-- Supplied records follows --
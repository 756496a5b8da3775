//! Command-line entry point for the appx packager.

use anyhow::{Context, Result};
use clap::Parser;
use tracing_subscriber::EnvFilter;

use appx::{Cli, create_package};

#[tokio::main]
async fn main() -> Result<()> {
    let cli = match Cli::try_parse() {
        Ok(cli) => cli,
        // Help and version requests print to stdout and exit 0
        Err(err) if !err.use_stderr() => err.exit(),
        Err(err) => {
            let _ = err.print();
            std::process::exit(1);
        }
    };

    let filter =
        EnvFilter::try_from_default_env().unwrap_or_else(|_| EnvFilter::new(cli.log_filter()));
    tracing_subscriber::fmt()
        .with_env_filter(filter)
        .with_writer(std::io::stderr)
        .init();

    let inputs = cli.input_specs();
    let options = cli.package_options();
    create_package(&cli.output, &inputs, &options)
        .await
        .with_context(|| format!("failed to create {}", cli.output.display()))?;

    Ok(())
}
-- Supplied records concluded --
• _What you need to do_:
From the entries above, copy every line that holds the word "appx".

• _Solved exercise_:
//! Command-line entry point for the appx packager.
use appx::{Cli, create_package};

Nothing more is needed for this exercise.